(Stored data entries)

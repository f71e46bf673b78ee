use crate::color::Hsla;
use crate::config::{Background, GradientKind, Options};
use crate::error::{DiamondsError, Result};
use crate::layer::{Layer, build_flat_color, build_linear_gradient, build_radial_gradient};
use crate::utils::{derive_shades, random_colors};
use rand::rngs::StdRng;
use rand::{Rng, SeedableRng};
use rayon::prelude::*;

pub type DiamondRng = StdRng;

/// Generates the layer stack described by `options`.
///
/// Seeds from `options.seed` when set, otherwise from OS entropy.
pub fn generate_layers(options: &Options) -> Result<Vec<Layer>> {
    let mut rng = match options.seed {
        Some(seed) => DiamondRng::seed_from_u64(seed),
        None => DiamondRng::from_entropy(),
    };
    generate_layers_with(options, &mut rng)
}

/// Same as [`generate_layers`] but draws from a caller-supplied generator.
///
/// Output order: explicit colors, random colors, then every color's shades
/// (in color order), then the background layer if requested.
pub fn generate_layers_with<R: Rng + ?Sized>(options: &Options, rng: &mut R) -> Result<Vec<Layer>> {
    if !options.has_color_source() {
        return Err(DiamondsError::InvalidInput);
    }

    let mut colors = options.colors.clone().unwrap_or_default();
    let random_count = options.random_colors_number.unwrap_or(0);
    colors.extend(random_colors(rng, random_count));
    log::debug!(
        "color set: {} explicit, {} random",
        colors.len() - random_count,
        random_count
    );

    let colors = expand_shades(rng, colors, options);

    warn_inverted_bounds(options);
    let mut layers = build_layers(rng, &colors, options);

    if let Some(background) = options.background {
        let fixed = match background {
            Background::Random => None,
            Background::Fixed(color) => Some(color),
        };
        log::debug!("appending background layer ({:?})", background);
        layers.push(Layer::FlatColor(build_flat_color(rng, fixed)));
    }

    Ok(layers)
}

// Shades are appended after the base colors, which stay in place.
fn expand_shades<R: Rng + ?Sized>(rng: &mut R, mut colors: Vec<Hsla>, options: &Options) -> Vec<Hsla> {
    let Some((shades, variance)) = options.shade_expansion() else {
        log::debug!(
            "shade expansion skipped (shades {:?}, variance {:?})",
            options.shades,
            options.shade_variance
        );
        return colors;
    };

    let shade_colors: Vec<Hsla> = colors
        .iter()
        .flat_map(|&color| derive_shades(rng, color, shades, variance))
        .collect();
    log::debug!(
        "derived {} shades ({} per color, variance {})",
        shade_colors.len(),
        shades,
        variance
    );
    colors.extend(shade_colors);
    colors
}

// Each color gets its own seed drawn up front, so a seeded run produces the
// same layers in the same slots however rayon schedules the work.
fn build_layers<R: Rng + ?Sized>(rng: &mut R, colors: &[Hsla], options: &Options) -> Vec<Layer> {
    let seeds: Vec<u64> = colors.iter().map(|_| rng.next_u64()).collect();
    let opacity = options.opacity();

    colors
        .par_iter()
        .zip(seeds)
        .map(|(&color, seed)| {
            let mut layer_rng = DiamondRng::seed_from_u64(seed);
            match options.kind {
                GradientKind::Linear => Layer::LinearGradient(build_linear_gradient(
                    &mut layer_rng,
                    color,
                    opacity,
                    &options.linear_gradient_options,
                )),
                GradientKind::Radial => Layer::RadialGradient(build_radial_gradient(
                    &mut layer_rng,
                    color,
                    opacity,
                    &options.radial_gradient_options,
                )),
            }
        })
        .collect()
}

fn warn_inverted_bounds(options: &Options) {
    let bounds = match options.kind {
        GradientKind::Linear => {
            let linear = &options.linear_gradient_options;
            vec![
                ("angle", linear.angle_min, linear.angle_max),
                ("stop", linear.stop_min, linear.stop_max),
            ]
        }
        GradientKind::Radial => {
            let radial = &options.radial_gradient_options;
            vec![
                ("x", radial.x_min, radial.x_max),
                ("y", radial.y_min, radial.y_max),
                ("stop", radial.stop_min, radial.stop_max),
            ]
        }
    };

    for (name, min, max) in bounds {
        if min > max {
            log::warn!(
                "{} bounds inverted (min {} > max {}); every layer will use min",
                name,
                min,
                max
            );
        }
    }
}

• Task
Where a line contains "fn warn_inverted_bounds(options: &Options)", begin there and output each line through the end of the data above, exactly; give no other lines.

• Output below
fn warn_inverted_bounds(options: &Options) {
    let bounds = match options.kind {
        GradientKind::Linear => {
            let linear = &options.linear_gradient_options;
            vec![
                ("angle", linear.angle_min, linear.angle_max),
                ("stop", linear.stop_min, linear.stop_max),
            ]
        }
        GradientKind::Radial => {
            let radial = &options.radial_gradient_options;
            vec![
                ("x", radial.x_min, radial.x_max),
                ("y", radial.y_min, radial.y_max),
                ("stop", radial.stop_min, radial.stop_max),
            ]
        }
    };

    for (name, min, max) in bounds {
        if min > max {
            log::warn!(
                "{} bounds inverted (min {} > max {}); every layer will use min",
                name,
                min,
                max
            );
        }
    }
}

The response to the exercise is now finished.